* [Provided material]
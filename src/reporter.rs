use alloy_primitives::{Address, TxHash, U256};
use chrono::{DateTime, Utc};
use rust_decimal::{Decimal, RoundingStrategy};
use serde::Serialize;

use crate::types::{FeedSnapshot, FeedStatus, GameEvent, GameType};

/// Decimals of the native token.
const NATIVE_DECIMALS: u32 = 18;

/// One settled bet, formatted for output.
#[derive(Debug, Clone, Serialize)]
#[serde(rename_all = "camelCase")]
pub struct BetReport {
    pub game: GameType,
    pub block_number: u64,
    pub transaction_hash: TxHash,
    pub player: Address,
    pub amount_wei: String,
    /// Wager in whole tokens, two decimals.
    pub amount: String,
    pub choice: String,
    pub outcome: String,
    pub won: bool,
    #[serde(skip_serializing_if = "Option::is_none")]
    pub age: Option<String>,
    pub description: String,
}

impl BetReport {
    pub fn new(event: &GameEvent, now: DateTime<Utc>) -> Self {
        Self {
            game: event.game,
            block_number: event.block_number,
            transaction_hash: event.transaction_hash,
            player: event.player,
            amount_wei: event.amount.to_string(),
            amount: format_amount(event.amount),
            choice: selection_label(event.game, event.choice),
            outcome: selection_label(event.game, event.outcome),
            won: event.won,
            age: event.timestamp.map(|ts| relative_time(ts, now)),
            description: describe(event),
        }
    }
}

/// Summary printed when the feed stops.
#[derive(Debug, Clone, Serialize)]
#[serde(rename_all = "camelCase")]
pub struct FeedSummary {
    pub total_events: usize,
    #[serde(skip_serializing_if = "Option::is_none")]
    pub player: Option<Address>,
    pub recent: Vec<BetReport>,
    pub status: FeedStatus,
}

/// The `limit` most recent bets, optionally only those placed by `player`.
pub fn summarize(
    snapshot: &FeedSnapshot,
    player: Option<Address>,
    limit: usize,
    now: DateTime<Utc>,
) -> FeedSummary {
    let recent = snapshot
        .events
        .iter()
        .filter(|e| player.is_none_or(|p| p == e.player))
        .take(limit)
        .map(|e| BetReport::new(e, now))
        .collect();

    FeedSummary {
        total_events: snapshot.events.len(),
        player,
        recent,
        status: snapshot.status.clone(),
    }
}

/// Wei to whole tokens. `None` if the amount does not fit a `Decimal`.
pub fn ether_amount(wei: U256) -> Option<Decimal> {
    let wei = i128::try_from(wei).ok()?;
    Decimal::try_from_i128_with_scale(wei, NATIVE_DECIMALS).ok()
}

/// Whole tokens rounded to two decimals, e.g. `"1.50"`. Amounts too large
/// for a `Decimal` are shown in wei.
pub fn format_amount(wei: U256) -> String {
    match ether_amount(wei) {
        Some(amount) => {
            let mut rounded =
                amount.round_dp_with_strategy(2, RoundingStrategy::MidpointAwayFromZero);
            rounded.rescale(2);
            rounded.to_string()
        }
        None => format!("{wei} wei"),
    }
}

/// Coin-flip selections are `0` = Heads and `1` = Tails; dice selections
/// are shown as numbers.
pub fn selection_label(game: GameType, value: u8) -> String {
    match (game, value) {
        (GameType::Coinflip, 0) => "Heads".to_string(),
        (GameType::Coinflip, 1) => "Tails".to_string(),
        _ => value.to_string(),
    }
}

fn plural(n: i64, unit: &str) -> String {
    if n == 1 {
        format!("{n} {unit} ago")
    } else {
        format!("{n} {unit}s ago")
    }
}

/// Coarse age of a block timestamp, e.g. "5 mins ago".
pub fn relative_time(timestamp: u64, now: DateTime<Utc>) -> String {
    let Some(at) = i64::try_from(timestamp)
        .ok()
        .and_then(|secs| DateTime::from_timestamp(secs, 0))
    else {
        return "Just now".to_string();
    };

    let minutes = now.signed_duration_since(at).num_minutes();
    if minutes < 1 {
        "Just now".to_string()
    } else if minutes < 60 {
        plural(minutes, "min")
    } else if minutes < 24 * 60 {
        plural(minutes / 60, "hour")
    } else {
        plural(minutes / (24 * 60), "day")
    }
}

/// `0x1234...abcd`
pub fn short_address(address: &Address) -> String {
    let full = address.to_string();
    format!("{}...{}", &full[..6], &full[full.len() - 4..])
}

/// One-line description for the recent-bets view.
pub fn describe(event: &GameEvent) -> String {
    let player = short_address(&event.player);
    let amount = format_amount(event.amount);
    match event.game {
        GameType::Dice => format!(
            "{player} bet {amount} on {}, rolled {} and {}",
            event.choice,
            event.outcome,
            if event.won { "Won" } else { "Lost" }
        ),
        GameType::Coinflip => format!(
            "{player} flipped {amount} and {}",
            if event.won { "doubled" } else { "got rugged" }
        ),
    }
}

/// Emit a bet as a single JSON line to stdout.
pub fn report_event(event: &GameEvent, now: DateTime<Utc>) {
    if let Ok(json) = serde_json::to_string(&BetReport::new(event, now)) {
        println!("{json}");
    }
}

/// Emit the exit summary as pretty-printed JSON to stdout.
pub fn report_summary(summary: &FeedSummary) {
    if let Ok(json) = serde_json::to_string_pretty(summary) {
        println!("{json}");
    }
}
* * *
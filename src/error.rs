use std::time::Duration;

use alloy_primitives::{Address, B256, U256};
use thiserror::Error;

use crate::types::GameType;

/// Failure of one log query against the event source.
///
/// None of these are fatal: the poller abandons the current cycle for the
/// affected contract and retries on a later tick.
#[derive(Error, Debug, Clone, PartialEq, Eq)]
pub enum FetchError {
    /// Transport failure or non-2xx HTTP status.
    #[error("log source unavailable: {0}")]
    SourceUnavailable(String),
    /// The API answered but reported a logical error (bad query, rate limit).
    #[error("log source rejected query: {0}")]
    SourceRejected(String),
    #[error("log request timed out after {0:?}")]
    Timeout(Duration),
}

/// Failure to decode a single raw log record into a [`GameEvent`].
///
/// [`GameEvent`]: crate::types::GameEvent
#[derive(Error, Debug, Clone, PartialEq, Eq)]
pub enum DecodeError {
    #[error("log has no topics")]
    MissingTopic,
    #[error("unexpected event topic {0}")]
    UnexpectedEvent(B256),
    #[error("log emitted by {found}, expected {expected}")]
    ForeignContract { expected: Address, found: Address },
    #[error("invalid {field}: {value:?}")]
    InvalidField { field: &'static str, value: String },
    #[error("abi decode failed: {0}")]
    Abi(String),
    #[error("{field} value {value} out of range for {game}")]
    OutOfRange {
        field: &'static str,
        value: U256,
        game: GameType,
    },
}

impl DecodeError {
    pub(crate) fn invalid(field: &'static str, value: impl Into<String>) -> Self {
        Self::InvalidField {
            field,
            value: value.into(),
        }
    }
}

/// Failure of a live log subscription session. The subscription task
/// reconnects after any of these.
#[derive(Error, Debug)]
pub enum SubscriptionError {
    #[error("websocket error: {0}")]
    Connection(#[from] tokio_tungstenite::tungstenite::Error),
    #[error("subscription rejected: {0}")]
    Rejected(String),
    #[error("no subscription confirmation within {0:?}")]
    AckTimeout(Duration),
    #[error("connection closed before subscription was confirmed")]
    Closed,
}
==
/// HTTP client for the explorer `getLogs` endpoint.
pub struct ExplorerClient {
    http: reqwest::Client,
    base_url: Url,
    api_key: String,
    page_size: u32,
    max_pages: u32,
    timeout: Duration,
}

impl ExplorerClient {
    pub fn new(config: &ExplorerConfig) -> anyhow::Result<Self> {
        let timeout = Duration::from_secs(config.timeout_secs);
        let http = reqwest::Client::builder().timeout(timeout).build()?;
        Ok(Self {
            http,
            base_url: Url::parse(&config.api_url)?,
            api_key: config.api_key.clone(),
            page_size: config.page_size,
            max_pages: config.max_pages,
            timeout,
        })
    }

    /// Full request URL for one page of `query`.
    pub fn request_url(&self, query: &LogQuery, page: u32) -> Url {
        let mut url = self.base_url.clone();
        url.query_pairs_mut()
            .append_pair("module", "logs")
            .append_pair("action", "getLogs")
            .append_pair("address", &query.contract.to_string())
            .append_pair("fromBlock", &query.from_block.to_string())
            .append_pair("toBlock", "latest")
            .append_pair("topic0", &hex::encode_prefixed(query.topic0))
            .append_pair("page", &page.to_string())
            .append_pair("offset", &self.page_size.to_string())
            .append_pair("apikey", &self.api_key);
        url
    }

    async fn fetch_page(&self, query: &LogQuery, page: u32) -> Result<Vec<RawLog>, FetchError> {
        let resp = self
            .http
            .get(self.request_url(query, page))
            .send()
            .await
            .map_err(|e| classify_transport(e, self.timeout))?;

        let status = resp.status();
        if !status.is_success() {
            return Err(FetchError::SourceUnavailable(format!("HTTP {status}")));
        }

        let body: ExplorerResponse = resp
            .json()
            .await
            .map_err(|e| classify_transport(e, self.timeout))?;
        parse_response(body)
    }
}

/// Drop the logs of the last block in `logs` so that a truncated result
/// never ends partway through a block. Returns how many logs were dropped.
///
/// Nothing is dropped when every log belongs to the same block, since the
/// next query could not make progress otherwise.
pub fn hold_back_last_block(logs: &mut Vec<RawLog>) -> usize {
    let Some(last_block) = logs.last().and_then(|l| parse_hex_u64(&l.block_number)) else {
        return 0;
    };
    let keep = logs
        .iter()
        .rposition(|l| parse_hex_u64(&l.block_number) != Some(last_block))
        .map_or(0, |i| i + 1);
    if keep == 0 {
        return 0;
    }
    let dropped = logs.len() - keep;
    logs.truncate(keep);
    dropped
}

* [Task description]
Above are the records; from them, give again exactly the lines from the one containing "fn plural(n: i64, unit: &str)" to the one containing "let Some(at) = i64::try_from(timestamp)", both lines included, and nothing more.

* [Output below]
fn plural(n: i64, unit: &str) -> String {
    if n == 1 {
        format!("{n} {unit} ago")
    } else {
        format!("{n} {unit}s ago")
    }
}

/// Coarse age of a block timestamp, e.g. "5 mins ago".
pub fn relative_time(timestamp: u64, now: DateTime<Utc>) -> String {
    let Some(at) = i64::try_from(timestamp)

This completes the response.